Sind Ihre Bikes auch im Ausland erhältlich?

Ja, wir haben unser Vertriebsnetz in Europa peu à peu ausgebaut. Aktuell arbeiten wir mit Händlern im gesamten deutschsprachigen Raum, in den Benelux-Ländern, in Skandinavien sowie in Frankreich, Italien, England und Polen zusammen.

Immer häufiger gehen E-Bike und Smartphone Hand in Hand. Auch bei Ihnen?

Nützliche, sinnvolle Innovation steht bei uns im Vordergrund. Ein Coboc zu fahren, soll intuitiv, simpel und auch ohne Smartphone problemlos möglich sein. Das Handy kommt deshalb dort zum Einsatz, wo es auch einen echten Mehrwert bietet: bei der Feinjustierung des Motors, zur Erstellung individueller Fahrprofile, im Service-Kontakt. Wir aktualisieren unsere App regelmäßig und erweitern sie mit zusätzlichen praktischen Features. Aber nicht mit dem Anspruch, alle potenziell möglichen Funktionen in einer einzigen App abzudecken. Der Spaß und der Komfort unserer Kunden haben Priorität, und es geht ja immer noch ums Fahrradfahren.

Inwiefern achten Sie bei Coboc auf das Thema Nachhaltigkeit?

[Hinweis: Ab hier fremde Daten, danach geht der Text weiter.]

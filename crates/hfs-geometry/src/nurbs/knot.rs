//! Clamped uniform knot vectors.

use hfs_core::error::{HfsError, Result};
use hfs_core::traits::Validate;
use hfs_core::Tolerance;
use serde::{Deserialize, Serialize};

/// Degree of every spline this crate assembles.
pub const CUBIC: usize = 3;

/// A non-decreasing knot sequence for a B-spline of `degree` over `n` control points.
#[derive(Debug, Clone, PartialEq, Serialize, Deserialize)]
pub struct KnotVector {
    degree: usize,
    knots: Vec<f64>,
}

impl KnotVector {
    /// Build a clamped, uniform knot vector on `[0, 1]`.
    ///
    /// The first and last `degree + 1` knots are clamped to 0.0 and 1.0; knot
    /// `i` for `degree < i < n` is `(i - degree) / (n - degree)`. The result
    /// has `n + degree + 1` entries. `n == degree + 1` yields no interior knots
    /// (a single Bezier segment).
    pub fn clamped_uniform(n: usize, degree: usize) -> Result<Self> {
        if degree == 0 {
            return Err(HfsError::Validation("knot vector degree must be at least 1".into()));
        }
        if n < degree + 1 {
            return Err(HfsError::Validation(format!(
                "degree {} needs at least {} control points, got {}",
                degree,
                degree + 1,
                n
            )));
        }

        let spans = (n - degree) as f64;
        let mut knots = vec![0.0; n + degree + 1];
        for (i, knot) in knots.iter_mut().enumerate().take(n).skip(degree + 1) {
            *knot = (i - degree) as f64 / spans;
        }
        for knot in &mut knots[n..] {
            *knot = 1.0;
        }

        Ok(Self { degree, knots })
    }

    /// Clamped uniform knots for a cubic curve over `n` control points (length `n + 4`).
    pub fn cubic(n: usize) -> Result<Self> {
        Self::clamped_uniform(n, CUBIC)
    }

    /// Wrap raw knots; call [`Validate::validate`] before trusting them.
    pub fn from_raw(degree: usize, knots: Vec<f64>) -> Self {
        Self { degree, knots }
    }

    pub fn degree(&self) -> usize {
        self.degree
    }

    pub fn as_slice(&self) -> &[f64] {
        &self.knots
    }

    pub fn len(&self) -> usize {
        self.knots.len()
    }

    pub fn is_empty(&self) -> bool {
        self.knots.is_empty()
    }

    /// Number of control points this knot vector is sized for.
    pub fn control_point_count(&self) -> usize {
        self.knots.len().saturating_sub(self.degree + 1)
    }

    /// Knots strictly between the clamped ends.
    pub fn interior(&self) -> &[f64] {
        let p = self.degree;
        if self.knots.len() < 2 * (p + 1) {
            return &[];
        }
        &self.knots[p + 1..self.knots.len() - p - 1]
    }

    /// Parameter domain `(t_min, t_max)`.
    pub fn domain(&self) -> (f64, f64) {
        let p = self.degree;
        (self.knots[p], self.knots[self.knots.len() - p - 1])
    }

    /// The knot vector of the same curve traversed backwards: `t -> 1 - t`.
    pub fn reversed(&self) -> Self {
        let (lo, hi) = (self.knots[0], self.knots[self.knots.len() - 1]);
        Self {
            degree: self.degree,
            knots: self.knots.iter().rev().map(|&t| lo + hi - t).collect(),
        }
    }

    /// Whether reversing the parametrization leaves the knots unchanged.
    ///
    /// Clamped uniform knots are symmetric, so a reversed boundary curve can
    /// reuse them as they are.
    pub fn is_symmetric(&self, tol: Tolerance) -> bool {
        self.knots
            .iter()
            .zip(self.reversed().knots.iter())
            .all(|(&a, &b)| approx::abs_diff_eq!(a, b, epsilon = tol.parametric))
    }

    /// Check that this vector matches `n` control points of its degree.
    pub fn check_len(&self, n: usize, direction: &str) -> Result<()> {
        let expected = n + self.degree + 1;
        if self.knots.len() != expected {
            return Err(HfsError::Validation(format!(
                "{} knot vector has {} entries, expected {} ({} control points + degree {} + 1)",
                direction,
                self.knots.len(),
                expected,
                n,
                self.degree
            )));
        }
        Ok(())
    }
}

impl Validate for KnotVector {
    fn validate(&self) -> Result<()> {
        let p = self.degree;
        if self.knots.len() < 2 * (p + 1) {
            return Err(HfsError::Validation(format!(
                "degree {} knot vector needs at least {} entries, got {}",
                p,
                2 * (p + 1),
                self.knots.len()
            )));
        }
        if self.knots.iter().any(|t| !t.is_finite()) {
            return Err(HfsError::Validation("knot vector contains non-finite values".into()));
        }
        if self.knots.windows(2).any(|w| w[1] < w[0]) {
            return Err(HfsError::Validation("knot vector is not non-decreasing".into()));
        }

        let (lo, hi) = (self.knots[0], self.knots[self.knots.len() - 1]);
        let clamped_lo = self.knots[..=p].iter().all(|&t| t == lo);
        let clamped_hi = self.knots[self.knots.len() - p - 1..].iter().all(|&t| t == hi);
        if !clamped_lo || !clamped_hi {
            return Err(HfsError::Validation(format!(
                "knot vector is not clamped: first and last {} knots must repeat",
                p + 1
            )));
        }

        let interior = self.interior();
        if interior.windows(2).any(|w| w[1] <= w[0])
            || interior.iter().any(|&t| t <= lo || t >= hi)
        {
            return Err(HfsError::Validation(
                "interior knots must be strictly increasing inside the domain".into(),
            ));
        }
        Ok(())
    }
}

Durch schöne Produkte mit hoher Akzeptanz wird eine Mobilitätswende überhaupt erst möglich. E-Bikes bringen mehr Menschen aufs Fahrrad. Jüngst hat eine Studie in sieben europäischen Städten gezeigt, dass die durchschnittliche Fahrstrecke von Radfahrern durch den Elektroantrieb auf 9,4 Kilometer steigt, in manchen Gruppen hat sie sich damit fast verdoppelt. Das Einsatzspektrum erweitert sich und die Relevanz als Verkehrsmittel steigt.
Unser Anspruch ist es, diese Entwicklung zu begünstigen: Durch qualitativ hochwertige, langlebige Produkte mit einem guten Service. Bei uns gibt es keine Saisonmodelle, wir setzen auf lange Produktlebenszyklen. Aus diesem Grund entwickeln und montieren wir unsere E-Bikes auch komplett in Deutschland.

Begehrenswerte, sorgsam hergestellte Produkte sind die eine Seite. Eine fahrradfreundliche Infrastruktur ist die andere. Hier wäre weiterer Rückenwind von politscher Seite wünschenswert – durch stärkere Kaufanreize, durch den Ausbau von Radwegen, durch Regularien, die zu mehr Sicherheit für Radfahrer führen. Zu viele Menschen fühlen sich mit dem Fahrrad noch unsicher im Straßenverkehr. Gerade durch den Fahrradboom im Zuge der Corona-Pandemie hat sich der Handlungsbedarf nochmal deutlich erhöht.

Und welche Visionen haben Sie für die Zukunft?

Wir haben die Chance, ein deutsches Start-up mit hoher Technologiekompetenz am Weltmarkt bekannt und erfolgreich zu machen. Deshalb arbeiten wir daran, die Relevanz von E-Bikes für immer breitere Zielgruppen zu erhöhen. Begonnen haben wir mit agilen und harten E-Bikes für die Straße. Heute bietet unser Portfolio zudem komfortablere Bikes für Pendler sowie sportliche Modelle für den Fahrspaß abseits des Asphalts. Und auch künftig werden bei uns Produkte im Vordergrund stehen, die Funktionalität, Design und Fahrspaß in sich vereinen.